Sexually repressed and bored, well, I guess I’ll go to the 24-hour “adult” store in a sketchy part of Durham with two of my friends and grab some sleazy smut filled with your
average-Joe’s garden variety fantasies and centerfolds of cleanly shaven peroxide blondes and neanderthalic men with inordinate cravings. Hell, I’ll even purchase a cerulean foot long dildo with considerable girth not because I’ll actually use it as it would not fit in any orifice but because the monstrosity is rather majestic and smells synthetic and is the color of a JCrew cardigan I wore the shit out of in 10th grade. I even stifle a laugh as the morbidly obese cashier wearing Final Fantasy paraphernalia rings the dildo up and hands it over to me. I paid fifty bucks for that thing. I joust with dildo and giggle uncontrollably. I can tell that my friends approve of my tomfoolery; however, the lesbian couple situated nearby the vibrator section is clearly not amused by the juvenile behavior.
What else have I done?
Took a photo-shoot with the dildo and a glow in the dark balloon dog.
“Ding-dong” ditched in my dorm.
Ordered greasy take-out.
Made a bong out of a teddy-bear shaped cookie jar.
Hung out with accelerationists.
Hosted a dinner party.
Thought about the future.
And-then- I-cry. Eek.
I do stupid shit like this all the time because once I’m done with what’s mandatory, laundry included, I have nothing to look forward to.
I have no idea what I’m doing so I attempt to distract myself with frivolous activity- whether that be schoolwork, eating, waxing, drinking or contorting my body in strange positions- you know, yoga. I hate living alone, being alone, for isolation is a grotesque, macabre concept, the worst form of mental torture. So what do I do about that? Well, I just blast music from my Jambox or drone on with my roommate. I want to feel special so I decided to embellish my side of the room with canopy, string lights, and a geoid tapestry. I suppose decorating my room this way means I have a princess complex.
Remember what we had? I was your little girl, your baby girl, your doll. I was Squeaks. I don’t feel like Squeaks when you’re gone. I feel like a blob. A meatsack. A nun without the deep-seated conviction or piety. An imposter.
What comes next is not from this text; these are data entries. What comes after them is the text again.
#[cfg(test)]
mod tests {
    use super::*;
    use crate::compute::{ComputeContext, ComputeDevice, DeviceCaps};
    use crate::filters::test_support;
    use serial_test::serial;

    fn sine(fs: f64, f: f64, n: usize) -> Vec<f32> {
        (0..n)
            .map(|i| (2.0 * PI * f * i as f64 / fs).sin() as f32)
            .collect()
    }

    #[test]
    fn test_window_functions() {
        for window in WindowFunction::all() {
            let coeffs = window.generate(100);
            assert_eq!(coeffs.len(), 100);
            // Flat-top has small negative side lobes
            for &c in &coeffs {
                assert!((-0.1..=1.5).contains(&c), "{} coefficient {}", window.display_name(), c);
            }
            assert_eq!(WindowFunction::from_index(window.index()), *window);
        }
        assert_eq!(WindowFunction::from_index(99), WindowFunction::Hann);
    }

    #[test]
    fn test_sine_peak_bin() {
        let mut planner = FftPlanner::new();
        let spectrum = compute_spectrum(&mut planner, &sine(1000.0, 50.0, 1000), 1_000_000_000_000, WindowFunction::Hann, true).unwrap();
        let (bin, level) = spectrum.peak().unwrap();
        assert_eq!(bin, 50);
        assert!((spectrum.bin_width - 1.0).abs() < 1e-9);
        // Unit-amplitude sine reads 0 dB after window gain correction
        assert!(level.abs() < 0.1, "level {}", level);
    }

    #[test]
    fn test_dc_removal() {
        let mut planner = FftPlanner::new();
        let samples = vec![5.0f32; 256];
        let spectrum = compute_spectrum(&mut planner, &samples, 1000, WindowFunction::Rectangular, true).unwrap();
        assert!(spectrum.magnitude_db[0] <= DB_FLOOR as f32);
    }

    #[test]
    fn test_too_short() {
        let mut planner = FftPlanner::new();
        assert!(compute_spectrum(&mut planner, &[1.0], 1000, WindowFunction::Hann, false).is_err());
    }

    #[test]
    fn test_refresh_output_axis() {
        let mut f = FftFilter::new("#ffffff");
        let fs = 1e9;
        let input = test_support::analog_stream(sine(fs, 1e8, 1000), 1_000_000);
        test_support::refresh(&mut f, &[&input]).unwrap();

        let stream = f.core().stream(0).unwrap();
        assert_eq!(stream.x_unit, Unit::Millihertz);
        let w = stream.waveform().unwrap();
        assert_eq!(w.len(), 501);
        assert_eq!(w.header().timescale, 1_000_000_000);

        let view = w.analog().unwrap();
        let peak = (1..view.len()).max_by(|&a, &b| view.value(a).total_cmp(&view.value(b))).unwrap();
        assert!((view.offset_scaled(peak) as f64 * 1e-3 - 1e8).abs() <= 0.5e6);
    }

    #[test]
    fn test_sub_hertz_bins_keep_their_width() {
        // 1 kSa/s for 3 s: bins of 1/3 Hz, tone at 100 Hz in bin 300
        let mut f = FftFilter::new("#ffffff");
        let input = test_support::analog_stream(sine(1000.0, 100.0, 3000), 1_000_000_000_000);
        test_support::refresh(&mut f, &[&input]).unwrap();

        let w = f.core().stream(0).unwrap().waveform().unwrap();
        assert_eq!(w.len(), 1501);
        assert_eq!(w.header().timescale, 333);

        let view = w.analog().unwrap();
        let peak = (1..view.len()).max_by(|&a, &b| view.value(a).total_cmp(&view.value(b))).unwrap();
        assert_eq!(peak, 300);
        let hz = view.offset_scaled(peak) as f64 * 1e-3;
        assert!((hz - 100.0).abs() < 0.2, "peak at {} Hz", hz);
    }

    #[test]
    fn test_bin_width_range() {
        assert_eq!(bin_width_millihertz(0.25).unwrap(), 250);
        assert_eq!(bin_width_millihertz(1e6).unwrap(), 1_000_000_000);
        assert!(bin_width_millihertz(1e-4).is_err());
    }

    #[test]
    fn test_window_scratch_returns_to_pool() {
        let pool = ScratchPool::new();
        let mut planner = FftPlanner::new();
        let samples = sine(1000.0, 50.0, 512);
        let first = spectrum_with_pool(&pool, &mut planner, &samples, 1_000_000_000_000, WindowFunction::Hann, true).unwrap();
        assert_eq!(pool.stats().cached, 1);
        let second = spectrum_with_pool(&pool, &mut planner, &samples, 1_000_000_000_000, WindowFunction::Hann, true).unwrap();
        assert_eq!(pool.stats().cached, 1);
        assert_eq!(first, second);

        // A shorter transform reuses the cached buffer without stale coefficients
        let short = spectrum_with_pool(&pool, &mut planner, &samples[..256], 1_000_000_000_000, WindowFunction::Hann, true).unwrap();
        let fresh = spectrum_with_pool(&ScratchPool::new(), &mut planner, &samples[..256], 1_000_000_000_000, WindowFunction::Hann, true).unwrap();
        assert_eq!(short, fresh);
    }

    fn device_levels(f: &mut FftFilter) -> (i64, Vec<f32>) {
        let w = f.core_mut().stream_mut(0).unwrap().waveform_mut().unwrap();
        w.prepare_for_cpu_access().unwrap();
        let w = w.as_uniform_analog().unwrap();
        (w.header.timescale, w.samples.to_vec())
    }

    #[test]
    #[serial]
    fn test_device_spectrum_matches_cpu() {
        let dev = ComputeDevice::new("dev", DeviceCaps::default());
        let compute = ComputeContext::with_device(dev.clone());
        // Tone centred on bin 100 plus a weaker one between bins
        let n = 1024;
        let fs = 1e9;
        let samples: Vec<f32> = sine(fs, fs * 100.0 / n as f64, n)
            .iter()
            .zip(sine(fs, fs * 250.5 / n as f64, n))
            .map(|(a, b)| a + 0.01 * b)
            .collect();

        let mut f = FftFilter::new("#ffffff");
        let input = test_support::analog_stream(samples.clone(), 1_000_000);
        test_support::refresh_on(&mut f, &[&input], &compute).unwrap();
        // Ten passes for 1024 points, then the dB conversion
        assert_eq!(dev.stats().dispatches, 11);

        let (timescale, got) = device_levels(&mut f);
        let cpu = compute_spectrum(&mut FftPlanner::new(), &samples, 1_000_000, WindowFunction::Hann, true).unwrap();
        assert_eq!(timescale, bin_width_millihertz(cpu.bin_width).unwrap());
        assert_eq!(got.len(), cpu.magnitude_db.len());
        for (k, (&g, &c)) in got.iter().zip(&cpu.magnitude_db).enumerate() {
            if c > -80.0 {
                assert!((g - c).abs() < 0.01, "bin {}: device {} dB, cpu {} dB", k, g, c);
            } else {
                assert!(g < -70.0, "bin {}: device {} dB, cpu {} dB", k, g, c);
            }
        }
        assert_eq!(Spectrum { bin_width: cpu.bin_width, magnitude_db: got }.peak().unwrap().0, 100);
    }

    #[test]
    #[serial]
    fn test_device_spectrum_reuses_staging() {
        let dev = ComputeDevice::new("dev", DeviceCaps::default());
        let compute = ComputeContext::with_device(dev.clone());
        let mut f = FftFilter::new("#ffffff");
        let input = test_support::analog_stream(sine(1000.0, 50.0, 256), 1_000_000_000_000);

        // Two staging buffers plus the output levels
        test_support::refresh_on(&mut f, &[&input], &compute).unwrap();
        assert_eq!(dev.stats().allocations, 3);
        let used = dev.memory_used();

        // Staging comes back from the pool with its device storage
        test_support::refresh_on(&mut f, &[&input], &compute).unwrap();
        assert_eq!(dev.stats().allocations, 4);
        assert_eq!(dev.stats().dispatches, 18);
        assert_eq!(dev.memory_used(), used);
    }

    #[test]
    #[serial]
    fn test_odd_length_stays_on_cpu() {
        let dev = ComputeDevice::new("dev", DeviceCaps::default());
        let compute = ComputeContext::with_device(dev.clone());
        let samples = sine(1e9, 1e8, 1000);
        let mut f = FftFilter::new("#ffffff");
        let input = test_support::analog_stream(samples.clone(), 1_000_000);
        test_support::refresh_on(&mut f, &[&input], &compute).unwrap();
        assert_eq!(dev.stats().dispatches, 0);

        let (_, got) = device_levels(&mut f);
        let cpu = compute_spectrum(&mut FftPlanner::new(), &samples, 1_000_000, WindowFunction::Hann, true).unwrap();
        assert_eq!(got, cpu.magnitude_db);
    }

    #[test]
    fn test_sparse_input_rejected() {
        let mut f = FftFilter::new("#ffffff");
        let mut sparse = crate::waveform::SparseWaveform::new(1);
        sparse.push(0, 1, 1.0f32);
        sparse.push(1, 1, 2.0f32);
        let mut input = Stream::analog("in", Unit::Volts);
        input.set_waveform(Some(sparse.into()));
        assert!(matches!(
            test_support::refresh(&mut f, &[&input]),
            Err(ScopeError::InvalidInput(_))
        ));
    }
}
//! Compute dispatch layer.
//!
//! A [`ComputeContext`] is handed to every filter refresh. When it carries a
//! device, filters that implement a kernel record dispatches through a
//! [`ComputePipeline`] and submit them on the context's [`Queue`]; otherwise
//! they run their CPU reference implementation.
//!
//! Devices are software-emulated by default. Building with the `wgpu` feature
//! adds a GPU backend selected through [`ComputeBackend::Wgpu`].

mod command;
mod device;
mod element;
pub mod kernels;
mod pipeline;
#[cfg(feature = "wgpu")]
mod wgpu_backend;

pub use command::{CommandBuffer, Queue};
pub use device::{AllocId, ComputeDevice, DeviceAllocation, DeviceCaps, DeviceStats};
pub use element::{decode_into, encode_slice, DeviceElement};
pub use kernels::{KernelLibrary, KernelSpec, PushConstants};
pub use pipeline::ComputePipeline;

use crate::config::{ComputeBackend, ComputeConfig};
use std::sync::Arc;

/// Device and queue available to filters, if any
#[derive(Debug, Default)]
pub struct ComputeContext {
    queue: Option<Queue>,
}

impl ComputeContext {
    /// No device: every filter takes its CPU path
    pub fn cpu_only() -> Self {
        Self { queue: None }
    }

    pub fn with_device(device: Arc<ComputeDevice>) -> Self {
        Self {
            queue: Some(Queue::new(device)),
        }
    }

    pub fn from_config(config: &ComputeConfig) -> Self {
        if !config.enable_device {
            tracing::info!("Compute device disabled; using CPU implementations");
            return Self::cpu_only();
        }
        let memory_budget = config.memory_budget_mb.saturating_mul(1024 * 1024);
        if config.backend == ComputeBackend::Wgpu {
            if let Some(device) = open_gpu(memory_budget) {
                return Self::with_device(device);
            }
        }
        let caps = DeviceCaps {
            int64: config.int64,
            float64: config.float64,
            unified_memory: config.unified_memory,
            memory_budget,
            ..DeviceCaps::default()
        };
        Self::with_device(ComputeDevice::new(config.device_name.clone(), caps))
    }

    pub fn has_device(&self) -> bool {
        self.queue.is_some()
    }

    pub fn device(&self) -> Option<&Arc<ComputeDevice>> {
        self.queue.as_ref().map(Queue::device)
    }

    pub fn queue(&self) -> Option<&Queue> {
        self.queue.as_ref()
    }

    /// Build a pipeline for `kernel` if a capable device exists
    pub fn pipeline(&self, kernel: &str) -> Option<ComputePipeline> {
        let device = self.device()?;
        match ComputePipeline::new(device, kernel) {
            Ok(p) => Some(p),
            Err(e) => {
                tracing::debug!("Falling back to CPU for '{}': {}", kernel, e);
                None
            }
        }
    }
}

#[cfg(feature = "wgpu")]
fn open_gpu(memory_budget: usize) -> Option<Arc<ComputeDevice>> {
    match ComputeDevice::open_wgpu(memory_budget) {
        Ok(device) => Some(device),
        Err(e) => {
            tracing::warn!("GPU backend unavailable, using software device: {}", e);
            None
        }
    }
}

#[cfg(not(feature = "wgpu"))]
fn open_gpu(_memory_budget: usize) -> Option<Arc<ComputeDevice>> {
    tracing::warn!("Built without the wgpu feature; using software device");
    None
}
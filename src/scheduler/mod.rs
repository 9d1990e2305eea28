//! Graph evaluation.
//!
//! One refresh cycle:
//! 1. Recompile the plan if the graph topology changed.
//! 2. Pop at most one pending waveform set per instrument into channel streams.
//! 3. Visit nodes in topological order. For each filter, check inputs, stage
//!    them where the filter wants them, call `refresh`, then stamp outputs
//!    with a new revision.
//!
//! Errors stay on the node: the message is recorded, outputs are nulled and
//! the cycle continues. Downstream nodes then see a missing input.

mod compiled_plan;
mod compiler;
mod runner;

pub use compiled_plan::{CompiledPlan, PlanStats};
pub use compiler::PlanCompiler;
pub use runner::{RunnerCommand, SchedulerRunner};

use crate::buffer::{notify_memory_pressure, MemoryPressureLevel};
use crate::compute::{CommandBuffer, ComputeContext};
use crate::config::SchedulerConfig;
use crate::error::{Result, ScopeError};
use crate::graph::{AnyNode, FilterGraph, InputLocation, NodeId, RefreshContext, RefreshStamp, StreamRef};
use std::time::Instant;

/// Outcome of one refresh cycle
#[derive(Debug, Clone, Default, PartialEq, Eq)]
pub struct RefreshStats {
    /// Pending acquisition sets moved into channels
    pub acquisitions: usize,
    pub refreshed: usize,
    /// Filters skipped because nothing changed
    pub skipped: usize,
    /// Filters that ended the cycle with an error
    pub errors: usize,
    /// Refreshes retried after releasing memory
    pub retries: usize,
    pub elapsed_us: u64,
    pub plan_generation: u64,
}

pub struct Scheduler {
    compute: ComputeContext,
    config: SchedulerConfig,
    plan: CompiledPlan,
    compiled_plan_dirty: bool,
    cmd: CommandBuffer,
    cycles: u64,
}

impl Scheduler {
    pub fn new(compute: ComputeContext, config: SchedulerConfig) -> Self {
        Self {
            compute,
            config,
            plan: CompiledPlan::new(),
            compiled_plan_dirty: true,
            cmd: CommandBuffer::new(),
            cycles: 0,
        }
    }

    pub fn cpu_only() -> Self {
        Self::new(ComputeContext::cpu_only(), SchedulerConfig::default())
    }

    pub fn compute(&self) -> &ComputeContext {
        &self.compute
    }

    pub fn config(&self) -> &SchedulerConfig {
        &self.config
    }

    pub fn plan(&self) -> &CompiledPlan {
        &self.plan
    }

    /// Completed refresh cycles
    pub fn cycles(&self) -> u64 {
        self.cycles
    }

    /// Force a recompile on the next cycle
    pub fn invalidate_plan(&mut self) {
        self.compiled_plan_dirty = true;
    }

    fn recompile_if_needed(&mut self, graph: &FilterGraph) {
        if !self.compiled_plan_dirty && self.plan.generation == graph.generation() {
            return;
        }
        self.plan = PlanCompiler::compile(graph, graph.generation());
        self.compiled_plan_dirty = false;

        tracing::info!(
            "Filter graph recompiled: {} active / {} total (gen {})",
            self.plan.stats.active_nodes,
            self.plan.stats.total_nodes,
            self.plan.generation,
        );

        for &id in &self.plan.inactive_sink_nodes {
            if let Some(node) = graph.node(id) {
                tracing::warn!(
                    "Sink node '{}' ({}) is disconnected from data sources",
                    node.core().display_name,
                    id
                );
            }
        }
    }

    /// Run one refresh cycle over the whole graph
    pub fn refresh(&mut self, graph: &mut FilterGraph) -> RefreshStats {
        let start = Instant::now();
        self.recompile_if_needed(graph);

        let mut stats = RefreshStats {
            acquisitions: graph.pop_pending_waveforms(),
            plan_generation: self.plan.generation,
            ..RefreshStats::default()
        };

        let order = self.plan.order.clone();
        for id in order {
            self.refresh_node(graph, id, &mut stats);
        }

        self.cycles += 1;
        stats.elapsed_us = start.elapsed().as_micros() as u64;
        tracing::debug!(
            "Refresh cycle {}: {} refreshed, {} skipped, {} errors in {} us",
            self.cycles,
            stats.refreshed,
            stats.skipped,
            stats.errors,
            stats.elapsed_us
        );
        stats
    }

    fn refresh_node(&mut self, graph: &mut FilterGraph, id: NodeId, stats: &mut RefreshStats) {
        let Some(AnyNode::Filter(filter)) = graph.node(id) else {
            return;
        };
        let core = filter.core();
        let sources: Vec<Option<StreamRef>> = core.inputs().iter().map(|s| s.source).collect();
        let names: Vec<String> = core.inputs().iter().map(|s| s.name.clone()).collect();
        let parameter_generation = core.parameters().generation();
        let last_refresh = core.last_refresh.clone();
        let volatile = filter.is_volatile();
        let location = filter.input_location();

        let revisions: Vec<Option<u64>> = sources
            .iter()
            .map(|s| s.and_then(|r| graph.stream(r)).and_then(|st| st.revision()))
            .collect();

        // Missing inputs are reported without calling into the filter
        if let Some(slot) = revisions.iter().position(Option::is_none) {
            let error = ScopeError::MissingInput(names[slot].clone());
            self.record_failure(graph, id, error, stats);
            return;
        }

        let stamp = RefreshStamp {
            input_revisions: revisions.clone(),
            parameter_generation,
        };
        if self.config.skip_unchanged && !volatile && last_refresh.as_ref() == Some(&stamp) {
            stats.skipped += 1;
            return;
        }

        if let Err(e) = self.stage_inputs(graph, &sources, location) {
            self.record_failure(graph, id, e, stats);
            return;
        }

        let Some(mut node) = graph.take(id) else {
            return;
        };
        let result = self.run_filter(graph, &mut node, &sources, &names, stats);

        let core = node.core_mut();
        match result {
            Ok(()) => {
                let max_input = revisions.iter().flatten().copied().max().unwrap_or(0);
                let revision = (max_input + 1).max(core.output_revision + 1);
                core.output_revision = revision;
                for stream in core.streams_mut() {
                    if stream.has_data() {
                        stream.stamp(revision);
                    }
                }
                core.last_refresh = Some(stamp);
                stats.refreshed += 1;
            }
            Err(e) => {
                tracing::debug!("{} '{}' failed: {}", id, core.display_name, e);
                core.clear_outputs();
                core.add_error(e.to_string());
                core.last_refresh = None;
                stats.errors += 1;
            }
        }
        graph.restore(node);
    }

    /// Refresh with one retry after releasing memory on allocation failure
    fn run_filter(
        &mut self,
        graph: &FilterGraph,
        node: &mut AnyNode,
        sources: &[Option<StreamRef>],
        names: &[String],
        stats: &mut RefreshStats,
    ) -> Result<()> {
        let Some(filter) = node.as_filter_mut() else {
            return Ok(());
        };
        filter.core_mut().clear_errors();

        let mut retried = false;
        loop {
            self.cmd.reset();
            let inputs = sources.iter().map(|s| s.and_then(|r| graph.stream(r))).collect();
            let mut ctx = RefreshContext::new(inputs, names.to_vec(), &self.compute, &mut self.cmd);
            let result = filter.refresh(&mut ctx);

            match result {
                Err(e) if !retried && e.is_out_of_memory() => {
                    let Some((kind, bytes)) = e.out_of_memory_details() else {
                        return Err(e);
                    };
                    if !notify_memory_pressure(MemoryPressureLevel::Hard, kind, bytes) {
                        return Err(e);
                    }
                    tracing::warn!("Retrying '{}' after releasing memory", filter.core().display_name);
                    stats.retries += 1;
                    retried = true;
                    filter.core_mut().clear_outputs();
                }
                other => return other,
            }
        }
    }

    /// Move input waveforms to where the filter wants to read them
    fn stage_inputs(
        &self,
        graph: &mut FilterGraph,
        sources: &[Option<StreamRef>],
        location: InputLocation,
    ) -> Result<()> {
        for src in sources.iter().flatten() {
            let Some(waveform) = graph.stream_mut(*src).and_then(|s| s.waveform_mut()) else {
                continue;
            };
            match (location, self.compute.device()) {
                (InputLocation::DontCare, _) => {}
                (InputLocation::Gpu, Some(device)) => waveform.prepare_for_gpu_access(device)?,
                (InputLocation::Gpu, None) | (InputLocation::Cpu, _) => waveform.prepare_for_cpu_access()?,
            }
        }
        Ok(())
    }

    fn record_failure(&self, graph: &mut FilterGraph, id: NodeId, error: ScopeError, stats: &mut RefreshStats) {
        if let Some(node) = graph.node_mut(id) {
            let core = node.core_mut();
            core.clear_outputs();
            core.clear_errors();
            core.add_error(error.to_string());
            core.last_refresh = None;
        }
        stats.errors += 1;
    }
}

impl std::fmt::Debug for Scheduler {
    fn fmt(&self, f: &mut std::fmt::Formatter<'_>) -> std::fmt::Result {
        f.debug_struct("Scheduler")
            .field("has_device", &self.compute.has_device())
            .field("plan_generation", &self.plan.generation)
            .field("cycles", &self.cycles)
            .finish()
    }
}
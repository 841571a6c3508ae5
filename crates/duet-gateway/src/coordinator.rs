use tracing::{debug, info, trace};

use duet_types::events::{ClientCommand, ServerEvent};
use duet_types::models::{RoomName, SessionId};

use crate::dispatcher::{Dispatcher, JoinOutcome};

/// Where a session stands with respect to rooms.
#[derive(Debug, Clone, PartialEq, Eq)]
pub enum SessionState {
    /// Connected, not in any room.
    Idle,
    /// A join is being resolved. A rejection restores `previous`.
    Joining {
        room: RoomName,
        previous: Option<RoomName>,
    },
    Joined(RoomName),
    /// Transport torn down. Terminal.
    Disconnected,
}

/// Per-connection state machine: joins, room switches, opaque relays and
/// disconnect cleanup. Never inspects key material or ciphertext.
pub struct SessionCoordinator {
    session_id: SessionId,
    state: SessionState,
    dispatcher: Dispatcher,
}

impl SessionCoordinator {
    pub fn new(session_id: SessionId, dispatcher: Dispatcher) -> Self {
        Self {
            session_id,
            state: SessionState::Idle,
            dispatcher,
        }
    }

    pub fn session_id(&self) -> SessionId {
        self.session_id
    }

    pub fn state(&self) -> &SessionState {
        &self.state
    }

    /// Room the session currently occupies.
    pub fn room(&self) -> Option<&RoomName> {
        match &self.state {
            SessionState::Joined(room) => Some(room),
            _ => None,
        }
    }

    pub async fn handle_command(&mut self, cmd: ClientCommand) {
        if self.state == SessionState::Disconnected {
            return;
        }

        match cmd {
            ClientCommand::Join { room } => self.join(room).await,
            ClientCommand::PublicKey { key } => {
                self.relay(ServerEvent::PublicKey { key }).await;
            }
            ClientCommand::Message(message) => {
                trace!(
                    "session {} relaying message ({} bytes)",
                    self.session_id,
                    message.text.len()
                );
                self.relay(ServerEvent::Message(message)).await;
            }
        }
    }

    /// Notices for every party are queued by the dispatcher under the
    /// registry lock; this only tracks our own state.
    async fn join(&mut self, room: RoomName) {
        let previous = self.room().cloned();
        self.state = SessionState::Joining {
            room: room.clone(),
            previous: previous.clone(),
        };

        // Re-joining the current room re-admits in place: the requester gets
        // RoomJoined again and the peer NewConnection, so the key exchange
        // reruns on both sides.
        match self
            .dispatcher
            .join(self.session_id, &room, previous.as_ref())
            .await
        {
            JoinOutcome::Full { .. } => {
                info!("session {} turned away from full room {}", self.session_id, room);
                self.state = match previous {
                    Some(prev) => SessionState::Joined(prev),
                    None => SessionState::Idle,
                };
            }
            JoinOutcome::Joined { .. } if previous.as_ref() == Some(&room) => {
                debug!("session {} re-joined room {}", self.session_id, room);
                self.state = SessionState::Joined(room);
            }
            JoinOutcome::Joined { .. } => {
                if let Some(prev) = &previous {
                    info!("session {} left room {}", self.session_id, prev);
                }
                info!("session {} joined room {}", self.session_id, room);
                self.state = SessionState::Joined(room);
            }
        }
    }

    /// Forward an event verbatim to the other member of the current room.
    async fn relay(&self, event: ServerEvent) {
        let kind = event.kind();
        let Some(room) = self.room() else {
            debug!("session {} sent {} outside a room, dropping", self.session_id, kind);
            return;
        };

        if self
            .dispatcher
            .relay(self.session_id, room, event)
            .await
            .is_none()
        {
            debug!(
                "session {} sent {} with no peer in room {}, dropping",
                self.session_id, kind, room
            );
        }
    }

    /// Transport teardown. Leaves whatever room the session is tied to (the
    /// dispatcher tells the member left behind) and drops the outbound queue.
    pub async fn disconnect(&mut self) {
        let state = std::mem::replace(&mut self.state, SessionState::Disconnected);

        let rooms: Vec<RoomName> = match state {
            SessionState::Joined(room) => vec![room],
            SessionState::Joining { room, previous } => {
                std::iter::once(room).chain(previous).collect()
            }
            SessionState::Idle | SessionState::Disconnected => Vec::new(),
        };

        for room in &rooms {
            self.dispatcher.leave(self.session_id, room).await;
            info!("session {} removed from room {}", self.session_id, room);
        }

        self.dispatcher.unregister_session(self.session_id).await;
    }
}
I miss you so much. I really do. When are you coming back? When you do come back, will you have had your fill? Should I pack my bags and leave? Most of my bags are in my dorm. I have your Le-Creuset Dutch oven. I made some vegan jambalaya in it yesterday. Too bad you’re not here so I can give you some.
Goddammit. I’ve never been so vulnerable with a man before. Ever. Was this a mistake?
Have I told you too much? I’m sorry if I did. I’ll tone it down. I’ll bring it down several notches. Just please stay. Please stay. Please. Please. PlEaSe.
Did I tell my mother too much about you? I just wanted to let you know about the progress I was making with my relationship with my mother.
Was I going too far when I referenced coke by creating lines with my Fun Dip on Valentine’s Day? I promise that was all in good fun. I did not actually snort it.
When you Facetimed me two days ago, did you find me unsightly? You said I looked tired and that I needed some sleep. Well, I was bedridden the entire day. I watched three documentaries about Muammar Gaddafi and his virginal, female bodyguards. Each documentary was about two hours long.
The more this relationship stretches out, the deeper this hole gets. I am personally digging it. If everything works out, it could be a comfy structure, a hobbit hole of a home with kids and a two car garage and lots of affection. If not, this hole will be my grave.
I could see this relationship ending. I’m sure you’d get bored. You’d say things like it was great while it lasted but I think we just want different things. You’re a sweet girl but I think we both have issues we need to work out. It’s not me it’s you.
You know, the usual. A dead relationship, a withering entity, and you’d probably be the taxidermist stuffing this dead thing with meaningless gestures.
I honestly don’t know what I would do.
I guess I would try to overdose on gummy vitamins.